** WHAT THE TASK ASKS **
Scan the entries below. Report each line where the string "current" occurs.

[Dataset entries]
⟨
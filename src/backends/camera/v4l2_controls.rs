// SPDX-License-Identifier: GPL-3.0-only

//! V4L2 camera control interface
//!
//! Queries and sets the zoom, focus and exposure controls the scanner uses,
//! through raw `VIDIOC_QUERYCTRL` / `VIDIOC_G_CTRL` / `VIDIOC_S_CTRL` ioctls on
//! the capture node. V4L2 allows these on a second file handle while another
//! handle is streaming.

use super::{BackendResult, CameraControls, Control, ControlRange};
use crate::errors::CameraError;
use std::fs::File;
use std::os::unix::io::AsRawFd;
use tracing::{debug, warn};

// ===== V4L2 Control Class Bases =====
const V4L2_CTRL_CLASS_CAMERA: u32 = 0x009a0000;
const V4L2_CID_CAMERA_CLASS_BASE: u32 = V4L2_CTRL_CLASS_CAMERA | 0x900;

// ===== V4L2 Control IDs (Camera Class) =====

/// Exposure mode: Auto, Manual, Shutter Priority, Aperture Priority
pub const V4L2_CID_EXPOSURE_AUTO: u32 = V4L2_CID_CAMERA_CLASS_BASE + 1;
/// Auto focus enable
pub const V4L2_CID_FOCUS_AUTO: u32 = V4L2_CID_CAMERA_CLASS_BASE + 12;
/// Zoom position
pub const V4L2_CID_ZOOM_ABSOLUTE: u32 = V4L2_CID_CAMERA_CLASS_BASE + 13;
/// One-shot autofocus trigger (button control)
pub const V4L2_CID_AUTO_FOCUS_START: u32 = V4L2_CID_CAMERA_CLASS_BASE + 28;

// ===== V4L2 Exposure Auto Menu Values =====

/// Automatic exposure time and iris
pub const V4L2_EXPOSURE_AUTO: i32 = 0;
/// Manual exposure time and iris
pub const V4L2_EXPOSURE_MANUAL: i32 = 1;
/// Auto exposure time, manual iris (aperture priority, the usual webcam "auto")
pub const V4L2_EXPOSURE_APERTURE_PRIORITY: i32 = 3;

// ===== V4L2 Control Types =====
const V4L2_CTRL_TYPE_INTEGER: u32 = 1;
const V4L2_CTRL_TYPE_BOOLEAN: u32 = 2;
const V4L2_CTRL_TYPE_MENU: u32 = 3;
const V4L2_CTRL_TYPE_BUTTON: u32 = 4;

// ===== V4L2 Control Flags =====
const V4L2_CTRL_FLAG_DISABLED: u32 = 0x0001;
const V4L2_CTRL_FLAG_READ_ONLY: u32 = 0x0004;

// ===== V4L2 ioctl Numbers =====
// Calculated as: (dir << 30) | (size << 16) | ('V' << 8) | nr

/// Get control value (v4l2_control: 8 bytes)
const VIDIOC_G_CTRL: libc::c_ulong = 0xC008561B;
/// Set control value (v4l2_control: 8 bytes)
const VIDIOC_S_CTRL: libc::c_ulong = 0xC008561C;
/// Query control info (v4l2_queryctrl: 68 bytes)
const VIDIOC_QUERYCTRL: libc::c_ulong = 0xC0445624;

#[repr(C)]
struct V4l2Control {
    id: u32,
    value: i32,
}

#[repr(C)]
struct V4l2Queryctrl {
    id: u32,
    ctrl_type: u32,
    name: [u8; 32],
    minimum: i32,
    maximum: i32,
    step: i32,
    default_value: i32,
    flags: u32,
    reserved: [u32; 2],
}

/// V4L2 control type
#[derive(Debug, Clone, Copy, PartialEq, Eq)]
pub enum ControlType {
    Integer,
    Boolean,
    Menu,
    Button,
    Unknown(u32),
}

impl From<u32> for ControlType {
    fn from(value: u32) -> Self {
        match value {
            V4L2_CTRL_TYPE_INTEGER => ControlType::Integer,
            V4L2_CTRL_TYPE_BOOLEAN => ControlType::Boolean,
            V4L2_CTRL_TYPE_MENU => ControlType::Menu,
            V4L2_CTRL_TYPE_BUTTON => ControlType::Button,
            other => ControlType::Unknown(other),
        }
    }
}

/// Information about a V4L2 control
#[derive(Debug, Clone)]
pub struct ControlInfo {
    pub id: u32,
    pub name: String,
    pub ctrl_type: ControlType,
    pub minimum: i32,
    pub maximum: i32,
    pub step: i32,
    pub default_value: i32,
    pub flags: u32,
}

impl ControlInfo {
    pub fn is_disabled(&self) -> bool {
        self.flags & V4L2_CTRL_FLAG_DISABLED != 0
    }

    pub fn is_read_only(&self) -> bool {
        self.flags & V4L2_CTRL_FLAG_READ_ONLY != 0
    }
}

/// V4L2 control id for a scanner control
pub fn control_id(control: Control) -> u32 {
    match control {
        Control::ZoomAbsolute => V4L2_CID_ZOOM_ABSOLUTE,
        Control::FocusAuto => V4L2_CID_FOCUS_AUTO,
        Control::FocusTrigger => V4L2_CID_AUTO_FOCUS_START,
        Control::ExposureAuto => V4L2_CID_EXPOSURE_AUTO,
    }
}

/// Extract a null-terminated string from a fixed-size byte array
fn extract_name(bytes: &[u8; 32]) -> String {
    let name_len = bytes.iter().position(|&c| c == 0).unwrap_or(32);
    String::from_utf8_lossy(&bytes[..name_len]).to_string()
}

/// Query if a control exists and get its information
pub fn query_control(device_path: &str, control_id: u32) -> Option<ControlInfo> {
    let file = File::open(device_path).ok()?;
    let fd = file.as_raw_fd();

    let mut qctrl = V4l2Queryctrl {
        id: control_id,
        ctrl_type: 0,
        name: [0; 32],
        minimum: 0,
        maximum: 0,
        step: 0,
        default_value: 0,
        flags: 0,
        reserved: [0; 2],
    };

    let result = unsafe { libc::ioctl(fd, VIDIOC_QUERYCTRL, &mut qctrl as *mut V4l2Queryctrl) };

    if result < 0 {
        return None;
    }

    Some(ControlInfo {
        id: qctrl.id,
        name: extract_name(&qctrl.name),
        ctrl_type: qctrl.ctrl_type.into(),
        minimum: qctrl.minimum,
        maximum: qctrl.maximum,
        step: qctrl.step,
        default_value: qctrl.default_value,
        flags: qctrl.flags,
    })
}

/// Get current value of a control
pub fn get_control(device_path: &str, control_id: u32) -> Option<i32> {
    let file = File::open(device_path).ok()?;
    let fd = file.as_raw_fd();

    let mut ctrl = V4l2Control {
        id: control_id,
        value: 0,
    };

    let result = unsafe { libc::ioctl(fd, VIDIOC_G_CTRL, &mut ctrl as *mut V4l2Control) };

    if result < 0 {
        debug!(device_path, control_id, "Failed to get V4L2 control");
        return None;
    }

    Some(ctrl.value)
}

/// Set value of a control
pub fn set_control(device_path: &str, control_id: u32, value: i32) -> BackendResult<()> {
    let file = File::open(device_path)?;
    let fd = file.as_raw_fd();

    let mut ctrl = V4l2Control {
        id: control_id,
        value,
    };

    let result = unsafe { libc::ioctl(fd, VIDIOC_S_CTRL, &mut ctrl as *mut V4l2Control) };

    if result < 0 {
        let errno = std::io::Error::last_os_error();
        warn!(
            device_path,
            control_id,
            value,
            ?errno,
            "Failed to set V4L2 control"
        );
        return Err(CameraError::ControlFailed(errno.to_string()));
    }

    if ctrl.value != value {
        debug!(
            device_path,
            control_id,
            requested = value,
            actual = ctrl.value,
            "V4L2 control value was clamped"
        );
    }

    Ok(())
}

/// Controls of a V4L2 capture node
#[derive(Debug, Clone)]
pub struct V4l2Controls {
    device_path: String,
}

impl V4l2Controls {
    pub fn new(device_path: impl Into<String>) -> Self {
        Self {
            device_path: device_path.into(),
        }
    }
}

impl CameraControls for V4l2Controls {
    fn query(&self, control: Control) -> Option<ControlRange> {
        let id = control_id(control);
        let info = query_control(&self.device_path, id)?;
        if info.is_disabled() || info.is_read_only() {
            return None;
        }

        // Buttons have no value to read back
        let current = match info.ctrl_type {
            ControlType::Button => None,
            _ => get_control(&self.device_path, id),
        };

        Some(ControlRange {
            minimum: info.minimum,
            maximum: info.maximum,
            step: info.step.max(1),
            default_value: info.default_value,
            current,
        })
    }

    fn set(&self, control: Control, value: i32) -> BackendResult<()> {
        set_control(&self.device_path, control_id(control), value)
    }
}

#[cfg(test)]
mod tests {
    use super::*;

    #[test]
    fn test_control_id_values() {
        assert_eq!(V4L2_CID_EXPOSURE_AUTO, 0x009a0901);
        assert_eq!(V4L2_CID_FOCUS_AUTO, 0x009a090c);
        assert_eq!(V4L2_CID_ZOOM_ABSOLUTE, 0x009a090d);
        assert_eq!(V4L2_CID_AUTO_FOCUS_START, 0x009a091c);
    }

    #[test]
    fn test_control_type_conversion() {
        assert_eq!(ControlType::from(1), ControlType::Integer);
        assert_eq!(ControlType::from(4), ControlType::Button);
        assert_eq!(ControlType::from(99), ControlType::Unknown(99));
    }

    #[test]
    fn test_missing_device_reports_no_control() {
        let controls = V4l2Controls::new("/nonexistent/video99");
        assert!(controls.query(Control::ZoomAbsolute).is_none());
        assert!(controls.set(Control::ZoomAbsolute, 1).is_err());
    }
}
⟩
** RESPONSE TO THIS TASK **
/// Get current value of a control
        let current = match info.ctrl_type {
            current,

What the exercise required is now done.